[[ Records provided open ]]

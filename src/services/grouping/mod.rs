//! Event grouping.
//!
//! Partitions an event set into [`DayGroup`]s: one per displayed day, and per
//! resource column when the view lays resources out side by side. Multi-day
//! events are clipped to each day they touch and annotated with continuation
//! flags; the caller's events are never modified.

use chrono::NaiveDate;

use crate::models::event::Event;
use crate::models::layout::{DayGroup, EventSlice, GroupKey, ResourceKey};
use crate::models::range::ViewRange;
use crate::models::resource::ResourceSet;
use crate::models::settings::{LayoutConfig, LayoutMode};
use crate::services::error::LayoutError;

/// Result of grouping one event set.
#[derive(Debug, Clone, Default)]
pub struct GroupedEvents {
    /// Groups in range order, then resource order, then the unassigned bucket.
    pub groups: Vec<DayGroup>,
    /// Events that could not be placed as given.
    pub issues: Vec<LayoutError>,
}

impl GroupedEvents {
    pub fn get(&self, key: &GroupKey) -> Option<&DayGroup> {
        self.groups.iter().find(|group| &group.key == key)
    }

    /// All-day memberships of `resource` on the days of `row`, paired with the
    /// day's index inside the row.
    pub fn all_day_memberships<'a>(
        &'a self,
        row: &'a [NaiveDate],
        resource: &'a ResourceKey,
    ) -> impl Iterator<Item = (usize, &'a EventSlice)> + 'a {
        self.groups
            .iter()
            .filter(move |group| &group.key.resource == resource)
            .filter_map(move |group| {
                row.iter()
                    .position(|date| *date == group.key.date)
                    .map(|index| (index, group))
            })
            .flat_map(|(index, group)| group.all_day.iter().map(move |slice| (index, slice)))
    }
}

/// Resource columns of one day, in display order.
pub fn resource_keys(config: &LayoutConfig, resources: &ResourceSet) -> Vec<ResourceKey> {
    match config.layout_mode {
        LayoutMode::ByDay => vec![ResourceKey::All],
        LayoutMode::ByResource => {
            let mut keys: Vec<ResourceKey> = resources
                .iter()
                .map(|resource| ResourceKey::Resource(resource.id.clone()))
                .collect();
            // Without any resource there is nothing to fan out into.
            if !config.fan_out_unassigned || keys.is_empty() {
                keys.push(ResourceKey::Unassigned);
            }
            keys
        }
    }
}

/// True if the event belongs to the fixed all-day row rather than the time grid.
pub fn is_all_day_row(event: &Event, config: &LayoutConfig) -> bool {
    event.all_day || (!config.show_multi_day_times && event.interval().spans_multiple_days())
}

/// Partition `events` into day (and resource) groups.
///
/// Invalid events and unknown resources are reported in
/// [`GroupedEvents::issues`]; they never abort grouping of the other events.
pub fn group(
    events: &[Event],
    range: &ViewRange,
    config: &LayoutConfig,
    resources: &ResourceSet,
) -> GroupedEvents {
    let keys = resource_keys(config, resources);
    let per_day = keys.len();

    let mut grouped = GroupedEvents::default();
    for date in range.dates() {
        for key in &keys {
            grouped
                .groups
                .push(DayGroup::new(GroupKey::new(*date, key.clone())));
        }
    }

    for (order, event) in events.iter().enumerate() {
        if let Err(err) = event.validate() {
            log::warn!("Skipping event in layout: {}", err);
            grouped.issues.push(err);
            continue;
        }

        let columns = match target_columns(event, config, resources, &keys) {
            Ok(columns) => columns,
            Err((err, columns)) => {
                log::warn!("{}; routing as unassigned", err);
                grouped.issues.push(err);
                columns
            }
        };
        if columns.is_empty() {
            continue;
        }

        let interval = event.interval();
        let first = interval.first_day();
        let last = interval.last_day();
        let all_day = is_all_day_row(event, config);

        for (day_index, date) in range.dates().iter().enumerate() {
            if *date < first {
                continue;
            }
            if *date > last {
                break;
            }
            let group_day = grouped.groups[day_index * per_day].day;
            let Some(clipped) = interval.clamp(&group_day) else {
                continue;
            };
            let slice = EventSlice {
                event: event.clone(),
                interval: clipped,
                continues_before: interval.start < group_day.start,
                continues_after: interval.end > group_day.end,
                order,
            };

            for column in &columns {
                let group = &mut grouped.groups[day_index * per_day + column];
                if all_day {
                    group.all_day.push(slice.clone());
                } else {
                    group.timed.push(slice.clone());
                }
            }
        }
    }

    for group in &mut grouped.groups {
        sort_slices(&mut group.timed);
        sort_slices(&mut group.all_day);
    }

    log::debug!(
        "Grouped {} events into {} groups ({} issues)",
        events.len(),
        grouped.groups.len(),
        grouped.issues.len()
    );
    grouped
}

fn sort_slices(slices: &mut [EventSlice]) {
    slices.sort_by(|a, b| a.interval.compare_start(&b.interval, || a.order.cmp(&b.order)));
}

/// Column indices (into `keys`) an event is placed in.
///
/// An unknown resource yields the routing of a resource-less event together
/// with the issue describing it.
fn target_columns(
    event: &Event,
    config: &LayoutConfig,
    resources: &ResourceSet,
    keys: &[ResourceKey],
) -> Result<Vec<usize>, (LayoutError, Vec<usize>)> {
    if config.layout_mode == LayoutMode::ByDay {
        return Ok(vec![0]);
    }

    match &event.resource_id {
        Some(id) => match resources.position(id) {
            Some(position) => Ok(vec![position]),
            None => Err((
                LayoutError::UnresolvableResource {
                    event_id: event.id,
                    resource_id: id.clone(),
                },
                unassigned_columns(keys),
            )),
        },
        None => Ok(unassigned_columns(keys)),
    }
}

fn unassigned_columns(keys: &[ResourceKey]) -> Vec<usize> {
    match keys.iter().position(|key| *key == ResourceKey::Unassigned) {
        Some(bucket) => vec![bucket],
        None => (0..keys.len()).collect(),
    }
}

[[ Records provided closed ]]

__Goal of the exercise__. Repeat the data in full, exactly as supplied.

__Answer section__.
filename src/services/grouping/mod.rs
//! Event grouping.
//!
//! Partitions an event set into [`DayGroup`]s: one per displayed day, and per
//! resource column when the view lays resources out side by side. Multi-day
//! events are clipped to each day they touch and annotated with continuation
//! flags; the caller's events are never modified.

use chrono::NaiveDate;

use crate::models::event::Event;
use crate::models::layout::{DayGroup, EventSlice, GroupKey, ResourceKey};
use crate::models::range::ViewRange;
use crate::models::resource::ResourceSet;
use crate::models::settings::{LayoutConfig, LayoutMode};
use crate::services::error::LayoutError;

/// Result of grouping one event set.
#[derive(Debug, Clone, Default)]
pub struct GroupedEvents {
    /// Groups in range order, then resource order, then the unassigned bucket.
    pub groups: Vec<DayGroup>,
    /// Events that could not be placed as given.
    pub issues: Vec<LayoutError>,
}

impl GroupedEvents {
    pub fn get(&self, key: &GroupKey) -> Option<&DayGroup> {
        self.groups.iter().find(|group| &group.key == key)
    }

    /// All-day memberships of `resource` on the days of `row`, paired with the
    /// day's index inside the row.
    pub fn all_day_memberships<'a>(
        &'a self,
        row: &'a [NaiveDate],
        resource: &'a ResourceKey,
    ) -> impl Iterator<Item = (usize, &'a EventSlice)> + 'a {
        self.groups
            .iter()
            .filter(move |group| &group.key.resource == resource)
            .filter_map(move |group| {
                row.iter()
                    .position(|date| *date == group.key.date)
                    .map(|index| (index, group))
            })
            .flat_map(|(index, group)| group.all_day.iter().map(move |slice| (index, slice)))
    }
}

/// Resource columns of one day, in display order.
pub fn resource_keys(config: &LayoutConfig, resources: &ResourceSet) -> Vec<ResourceKey> {
    match config.layout_mode {
        LayoutMode::ByDay => vec![ResourceKey::All],
        LayoutMode::ByResource => {
            let mut keys: Vec<ResourceKey> = resources
                .iter()
                .map(|resource| ResourceKey::Resource(resource.id.clone()))
                .collect();
            // Without any resource there is nothing to fan out into.
            if !config.fan_out_unassigned || keys.is_empty() {
                keys.push(ResourceKey::Unassigned);
            }
            keys
        }
    }
}

/// True if the event belongs to the fixed all-day row rather than the time grid.
pub fn is_all_day_row(event: &Event, config: &LayoutConfig) -> bool {
    event.all_day || (!config.show_multi_day_times && event.interval().spans_multiple_days())
}

/// Partition `events` into day (and resource) groups.
///
/// Invalid events and unknown resources are reported in
/// [`GroupedEvents::issues`]; they never abort grouping of the other events.
pub fn group(
    events: &[Event],
    range: &ViewRange,
    config: &LayoutConfig,
    resources: &ResourceSet,
) -> GroupedEvents {
    let keys = resource_keys(config, resources);
    let per_day = keys.len();

    let mut grouped = GroupedEvents::default();
    for date in range.dates() {
        for key in &keys {
            grouped
                .groups
                .push(DayGroup::new(GroupKey::new(*date, key.clone())));
        }
    }

    for (order, event) in events.iter().enumerate() {
        if let Err(err) = event.validate() {
            log::warn!("Skipping event in layout: {}", err);
            grouped.issues.push(err);
            continue;
        }

        let columns = match target_columns(event, config, resources, &keys) {
            Ok(columns) => columns,
            Err((err, columns)) => {
                log::warn!("{}; routing as unassigned", err);
                grouped.issues.push(err);
                columns
            }
        };
        if columns.is_empty() {
            continue;
        }

        let interval = event.interval();
        let first = interval.first_day();
        let last = interval.last_day();
        let all_day = is_all_day_row(event, config);

        for (day_index, date) in range.dates().iter().enumerate() {
            if *date < first {
                continue;
            }
            if *date > last {
                break;
            }
            let group_day = grouped.groups[day_index * per_day].day;
            let Some(clipped) = interval.clamp(&group_day) else {
                continue;
            };
            let slice = EventSlice {
                event: event.clone(),
                interval: clipped,
                continues_before: interval.start < group_day.start,
                continues_after: interval.end > group_day.end,
                order,
            };

            for column in &columns {
                let group = &mut grouped.groups[day_index * per_day + column];
                if all_day {
                    group.all_day.push(slice.clone());
                } else {
                    group.timed.push(slice.clone());
                }
            }
        }
    }

    for group in &mut grouped.groups {
        sort_slices(&mut group.timed);
        sort_slices(&mut group.all_day);
    }

    log::debug!(
        "Grouped {} events into {} groups ({} issues)",
        events.len(),
        grouped.groups.len(),
        grouped.issues.len()
    );
    grouped
}

fn sort_slices(slices: &mut [EventSlice]) {
    slices.sort_by(|a, b| a.interval.compare_start(&b.interval, || a.order.cmp(&b.order)));
}

/// Column indices (into `keys`) an event is placed in.
///
/// An unknown resource yields the routing of a resource-less event together
/// with the issue describing it.
fn target_columns(
    event: &Event,
    config: &LayoutConfig,
    resources: &ResourceSet,
    keys: &[ResourceKey],
) -> Result<Vec<usize>, (LayoutError, Vec<usize>)> {
    if config.layout_mode == LayoutMode::ByDay {
        return Ok(vec![0]);
    }

    match &event.resource_id {
        Some(id) => match resources.position(id) {
            Some(position) => Ok(vec![position]),
            None => Err((
                LayoutError::UnresolvableResource {
                    event_id: event.id,
                    resource_id: id.clone(),
                },
                unassigned_columns(keys),
            )),
        },
        None => Ok(unassigned_columns(keys)),
    }
}

fn unassigned_columns(keys: &[ResourceKey]) -> Vec<usize> {
    match keys.iter().position(|key| *key == ResourceKey::Unassigned) {
        Some(bucket) => vec![bucket],
        None => (0..keys.len()).collect(),
    }
}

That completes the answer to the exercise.